**ENTRIES PROVIDED:**
use super::{Manipulator, ManipulatorKind};
use crate::error::Result;
use crate::pom::base;
use crate::session::Session;
use crate::state::ProjectVersionEnforcingState;
use crate::types::ProjectRef;
use crate::utils::{ProfileFilter, resolve_inherited};
use std::collections::BTreeSet;
use tracing::info;

const PROJECT_VERSION: &str = "${project.version}";

/// Replaces `${project.version}` in dependency versions with the project's
/// resolved version
#[derive(Debug, Default, Clone, Copy)]
pub struct ProjectVersionEnforcingManipulator;

impl Manipulator for ProjectVersionEnforcingManipulator {
    fn kind(&self) -> ManipulatorKind {
        ManipulatorKind::ProjectVersionEnforcing
    }

    fn init(&self, session: &mut Session) -> Result<()> {
        let state = ProjectVersionEnforcingState::new(session.user_properties())?;
        session.set_state(state);
        Ok(())
    }

    fn is_enabled(&self, session: &Session) -> bool {
        session.is_state_enabled::<ProjectVersionEnforcingState>()
    }

    fn apply_changes(&self, session: &mut Session) -> Result<BTreeSet<ProjectRef>> {
        let profiles = ProfileFilter::all();
        let versions: Vec<String> = {
            let projects = session.projects();
            (0..projects.len())
                .map(|i| resolve_inherited(projects, i, &projects[i].version()))
                .collect()
        };

        let mut changed = BTreeSet::new();
        for (project, version) in session.projects_mut().iter_mut().zip(versions) {
            let key = project.key();
            let touched = profiles.for_each_base_mut(project.model_mut(), |model_base| {
                let mut touched = false;
                for dependency in base::all_dependencies_mut(model_base) {
                    let Some(current) = dependency.child_text("version") else {
                        continue;
                    };
                    if !current.contains(PROJECT_VERSION) {
                        continue;
                    }
                    let replaced = current.replace(PROJECT_VERSION, &version);
                    let dependency_key = base::dependency_key(dependency)
                        .map(|k| k.to_string())
                        .unwrap_or_default();
                    info!("Replacing {} with {} for {} in {}", current, replaced, dependency_key, key);
                    dependency.set_child_text("version", replaced);
                    touched = true;
                }
                Ok(touched)
            })?;
            if touched {
                changed.insert(key);
            }
        }
        Ok(changed)
    }
}

#[cfg(test)]
mod tests {
    use super::*;
    use crate::pom::{Model, Project};
    use crate::session::ManipulationRequest;

    fn session(props: &[(&str, &str)]) -> Session {
        let model = Model::parse(
            r#"<project>
  <groupId>org.example</groupId>
  <artifactId>app</artifactId>
  <version>${revision}</version>
  <properties>
    <revision>2.1</revision>
  </properties>
  <dependencies>
    <dependency>
      <groupId>org.example</groupId>
      <artifactId>api</artifactId>
      <version>${project.version}</version>
    </dependency>
  </dependencies>
  <profiles>
    <profile>
      <id>extra</id>
      <dependencyManagement>
        <dependencies>
          <dependency>
            <groupId>org.example</groupId>
            <artifactId>impl</artifactId>
            <version>${project.version}</version>
          </dependency>
        </dependencies>
      </dependencyManagement>
    </profile>
  </profiles>
</project>"#,
        )
        .unwrap();
        let mut session = Session::new(
            ManipulationRequest::new("pom.xml"),
            props.iter().copied().collect(),
        );
        session.set_projects(vec![Project::new("pom.xml", model)]);
        session
    }

    #[test]
    fn test_replaces_in_main_model_and_profiles() {
        let mut session = session(&[]);
        let manipulator = ProjectVersionEnforcingManipulator;
        manipulator.init(&mut session).unwrap();
        assert!(manipulator.is_enabled(&session));
        assert_eq!(manipulator.apply_changes(&mut session).unwrap().len(), 1);

        let model = session.projects()[0].model();
        let main = base::dependencies(model.root()).next().unwrap();
        assert_eq!(main.child_text("version").as_deref(), Some("2.1"));
        let profile = model.profiles().next().unwrap();
        let managed = base::managed_dependencies(profile).next().unwrap();
        assert_eq!(managed.child_text("version").as_deref(), Some("2.1"));
    }

    #[test]
    fn test_can_be_disabled() {
        let mut session = session(&[("enforceProjectVersion", "false")]);
        let manipulator = ProjectVersionEnforcingManipulator;
        manipulator.init(&mut session).unwrap();
        assert!(!manipulator.is_enabled(&session));
    }
}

**WHAT THIS TASK INVOLVES:** Your output must be the lines of the material above, from the first through the line that contains "fn is_enabled(&self, session: &Session)", copied exactly. Include both endpoints and nothing else.

**ANSWER FOR THE TASK:**
use super::{Manipulator, ManipulatorKind};
use crate::error::Result;
use crate::pom::base;
use crate::session::Session;
use crate::state::ProjectVersionEnforcingState;
use crate::types::ProjectRef;
use crate::utils::{ProfileFilter, resolve_inherited};
use std::collections::BTreeSet;
use tracing::info;

const PROJECT_VERSION: &str = "${project.version}";

/// Replaces `${project.version}` in dependency versions with the project's
/// resolved version
#[derive(Debug, Default, Clone, Copy)]
pub struct ProjectVersionEnforcingManipulator;

impl Manipulator for ProjectVersionEnforcingManipulator {
    fn kind(&self) -> ManipulatorKind {
        ManipulatorKind::ProjectVersionEnforcing
    }

    fn init(&self, session: &mut Session) -> Result<()> {
        let state = ProjectVersionEnforcingState::new(session.user_properties())?;
        session.set_state(state);
        Ok(())
    }

    fn is_enabled(&self, session: &Session) -> bool {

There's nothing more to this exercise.